• THE TASK
Without skipping a line, reproduce the entries exactly.

──────── WORKING DATA

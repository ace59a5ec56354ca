/// Selection and scroll position over the result cards.
///
/// The card count is captured by [`CardListState::reset`] whenever the
/// coordinator replaces or clears its results, so every movement is clamped
/// to cards that exist. With no cards there is never a selection.
pub struct CardListState {
    len: usize,
    pub selected: Option<usize>,
    /// Index of the first card drawn
    pub scroll_offset: usize,
    /// Whole cards that fit on screen, updated on every draw
    pub visible_cards: usize,
}

impl Default for CardListState {
    fn default() -> Self {
        Self {
            len: 0,
            selected: None,
            scroll_offset: 0,
            visible_cards: 4,
        }
    }
}

impl CardListState {
    /// Start over for a freshly replaced result list
    pub fn reset(&mut self, len: usize) {
        self.len = len;
        self.selected = (len > 0).then_some(0);
        self.scroll_offset = 0;
    }

    pub fn is_empty(&self) -> bool {
        self.len == 0
    }

    /// Move the selection by `delta` cards, stopping at either end
    pub fn move_by(&mut self, delta: isize) {
        let Some(last) = self.len.checked_sub(1) else {
            return;
        };
        let target = match self.selected {
            Some(current) => current.saturating_add_signed(delta).min(last),
            None => 0,
        };
        self.select(target);
    }

    /// Move by one screenful of cards
    pub fn page(&mut self, forward: bool) {
        let step = self.visible_cards.max(1) as isize;
        self.move_by(if forward { step } else { -step });
    }

    pub fn select_first(&mut self) {
        if !self.is_empty() {
            self.select(0);
        }
    }

    pub fn select_last(&mut self) {
        if let Some(last) = self.len.checked_sub(1) {
            self.select(last);
        }
    }

    fn select(&mut self, index: usize) {
        self.selected = Some(index);
        let window = self.visible_cards.max(1);
        if index < self.scroll_offset {
            self.scroll_offset = index;
        } else if index >= self.scroll_offset + window {
            self.scroll_offset = index + 1 - window;
        }
    }
}
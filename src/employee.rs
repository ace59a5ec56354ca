//! Employee records as returned by the directory API

use chrono::{DateTime, Locale, NaiveDate, NaiveDateTime, NaiveTime};
use serde::{Deserialize, Deserializer, Serialize};

/// Placeholder shown for any missing field on a card
pub const PLACEHOLDER: &str = "-";

/// One employee from a search response
#[derive(Debug, Clone, PartialEq, Eq, Serialize, Deserialize)]
pub struct Employee {
    /// Backend row id. Decoded for completeness, never displayed.
    #[serde(default, skip_serializing_if = "Option::is_none")]
    pub id: Option<i64>,
    pub name: String,
    pub email: String,
    #[serde(default)]
    pub department: Option<String>,
    #[serde(default)]
    pub designation: Option<String>,
    #[serde(default, deserialize_with = "deserialize_joining_date")]
    pub date_of_joining: Option<NaiveDate>,
}

impl Employee {
    pub fn department_label(&self) -> &str {
        label_or_placeholder(self.department.as_deref())
    }

    pub fn designation_label(&self) -> &str {
        label_or_placeholder(self.designation.as_deref())
    }

    /// Date of joining in the viewer's locale, or the placeholder when absent
    pub fn joining_date_label(&self, locale: Locale) -> String {
        match self.date_of_joining {
            Some(date) => format_date(date, locale),
            None => PLACEHOLDER.to_string(),
        }
    }
}

fn label_or_placeholder(value: Option<&str>) -> &str {
    match value {
        Some(v) if !v.trim().is_empty() => v,
        _ => PLACEHOLDER,
    }
}

/// Format a calendar date with the locale's preferred date representation (`%x`)
pub fn format_date(date: NaiveDate, locale: Locale) -> String {
    date.and_time(NaiveTime::MIN)
        .and_utc()
        .format_localized("%x", locale)
        .to_string()
}

/// Parse the date forms the backend may emit.
///
/// Accepts `YYYY-MM-DD`, RFC 3339 timestamps and naive ISO date-times; only the
/// calendar date is kept.
pub fn parse_joining_date(raw: &str) -> Option<NaiveDate> {
    let raw = raw.trim();
    if let Ok(date) = NaiveDate::parse_from_str(raw, "%Y-%m-%d") {
        return Some(date);
    }
    if let Ok(dt) = DateTime::parse_from_rfc3339(raw) {
        return Some(dt.date_naive());
    }
    NaiveDateTime::parse_from_str(raw, "%Y-%m-%dT%H:%M:%S%.f")
        .ok()
        .map(|dt| dt.date())
}

fn deserialize_joining_date<'de, D>(deserializer: D) -> Result<Option<NaiveDate>, D::Error>
where
    D: Deserializer<'de>,
{
    let raw: Option<String> = Option::deserialize(deserializer)?;
    match raw.as_deref().map(str::trim) {
        None | Some("") => Ok(None),
        Some(s) => parse_joining_date(s).map(Some).ok_or_else(|| {
            serde::de::Error::custom(format!("invalid date_of_joining '{}'", s))
        }),
    }
}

────────────────

• TASK RESPONSE
repository ace59a5ec56354ca
/// Selection and scroll position over the result cards.
///
/// The card count is captured by [`CardListState::reset`] whenever the
/// coordinator replaces or clears its results, so every movement is clamped
/// to cards that exist. With no cards there is never a selection.
pub struct CardListState {
    len: usize,
    pub selected: Option<usize>,
    /// Index of the first card drawn
    pub scroll_offset: usize,
    /// Whole cards that fit on screen, updated on every draw
    pub visible_cards: usize,
}

impl Default for CardListState {
    fn default() -> Self {
        Self {
            len: 0,
            selected: None,
            scroll_offset: 0,
            visible_cards: 4,
        }
    }
}

impl CardListState {
    /// Start over for a freshly replaced result list
    pub fn reset(&mut self, len: usize) {
        self.len = len;
        self.selected = (len > 0).then_some(0);
        self.scroll_offset = 0;
    }

    pub fn is_empty(&self) -> bool {
        self.len == 0
    }

    /// Move the selection by `delta` cards, stopping at either end
    pub fn move_by(&mut self, delta: isize) {
        let Some(last) = self.len.checked_sub(1) else {
            return;
        };
        let target = match self.selected {
            Some(current) => current.saturating_add_signed(delta).min(last),
            None => 0,
        };
        self.select(target);
    }

    /// Move by one screenful of cards
    pub fn page(&mut self, forward: bool) {
        let step = self.visible_cards.max(1) as isize;
        self.move_by(if forward { step } else { -step });
    }

    pub fn select_first(&mut self) {
        if !self.is_empty() {
            self.select(0);
        }
    }

    pub fn select_last(&mut self) {
        if let Some(last) = self.len.checked_sub(1) {
            self.select(last);
        }
    }

    fn select(&mut self, index: usize) {
        self.selected = Some(index);
        let window = self.visible_cards.max(1);
        if index < self.scroll_offset {
            self.scroll_offset = index;
        } else if index >= self.scroll_offset + window {
            self.scroll_offset = index + 1 - window;
        }
    }
}
filename src/employee.rs
repository ace59a5ec56354ca
//! Employee records as returned by the directory API

use chrono::{DateTime, Locale, NaiveDate, NaiveDateTime, NaiveTime};
use serde::{Deserialize, Deserializer, Serialize};

/// Placeholder shown for any missing field on a card
pub const PLACEHOLDER: &str = "-";

/// One employee from a search response
#[derive(Debug, Clone, PartialEq, Eq, Serialize, Deserialize)]
pub struct Employee {
    /// Backend row id. Decoded for completeness, never displayed.
    #[serde(default, skip_serializing_if = "Option::is_none")]
    pub id: Option<i64>,
    pub name: String,
    pub email: String,
    #[serde(default)]
    pub department: Option<String>,
    #[serde(default)]
    pub designation: Option<String>,
    #[serde(default, deserialize_with = "deserialize_joining_date")]
    pub date_of_joining: Option<NaiveDate>,
}

impl Employee {
    pub fn department_label(&self) -> &str {
        label_or_placeholder(self.department.as_deref())
    }

    pub fn designation_label(&self) -> &str {
        label_or_placeholder(self.designation.as_deref())
    }

    /// Date of joining in the viewer's locale, or the placeholder when absent
    pub fn joining_date_label(&self, locale: Locale) -> String {
        match self.date_of_joining {
            Some(date) => format_date(date, locale),
            None => PLACEHOLDER.to_string(),
        }
    }
}

fn label_or_placeholder(value: Option<&str>) -> &str {
    match value {
        Some(v) if !v.trim().is_empty() => v,
        _ => PLACEHOLDER,
    }
}

/// Format a calendar date with the locale's preferred date representation (`%x`)
pub fn format_date(date: NaiveDate, locale: Locale) -> String {
    date.and_time(NaiveTime::MIN)
        .and_utc()
        .format_localized("%x", locale)
        .to_string()
}

/// Parse the date forms the backend may emit.
///
/// Accepts `YYYY-MM-DD`, RFC 3339 timestamps and naive ISO date-times; only the
/// calendar date is kept.
pub fn parse_joining_date(raw: &str) -> Option<NaiveDate> {
    let raw = raw.trim();
    if let Ok(date) = NaiveDate::parse_from_str(raw, "%Y-%m-%d") {
        return Some(date);
    }
    if let Ok(dt) = DateTime::parse_from_rfc3339(raw) {
        return Some(dt.date_naive());
    }
    NaiveDateTime::parse_from_str(raw, "%Y-%m-%dT%H:%M:%S%.f")
        .ok()
        .map(|dt| dt.date())
}

fn deserialize_joining_date<'de, D>(deserializer: D) -> Result<Option<NaiveDate>, D::Error>
where
    D: Deserializer<'de>,
{
    let raw: Option<String> = Option::deserialize(deserializer)?;
    match raw.as_deref().map(str::trim) {
        None | Some("") => Ok(None),
        Some(s) => parse_joining_date(s).map(Some).ok_or_else(|| {
            serde::de::Error::custom(format!("invalid date_of_joining '{}'", s))
        }),
    }
}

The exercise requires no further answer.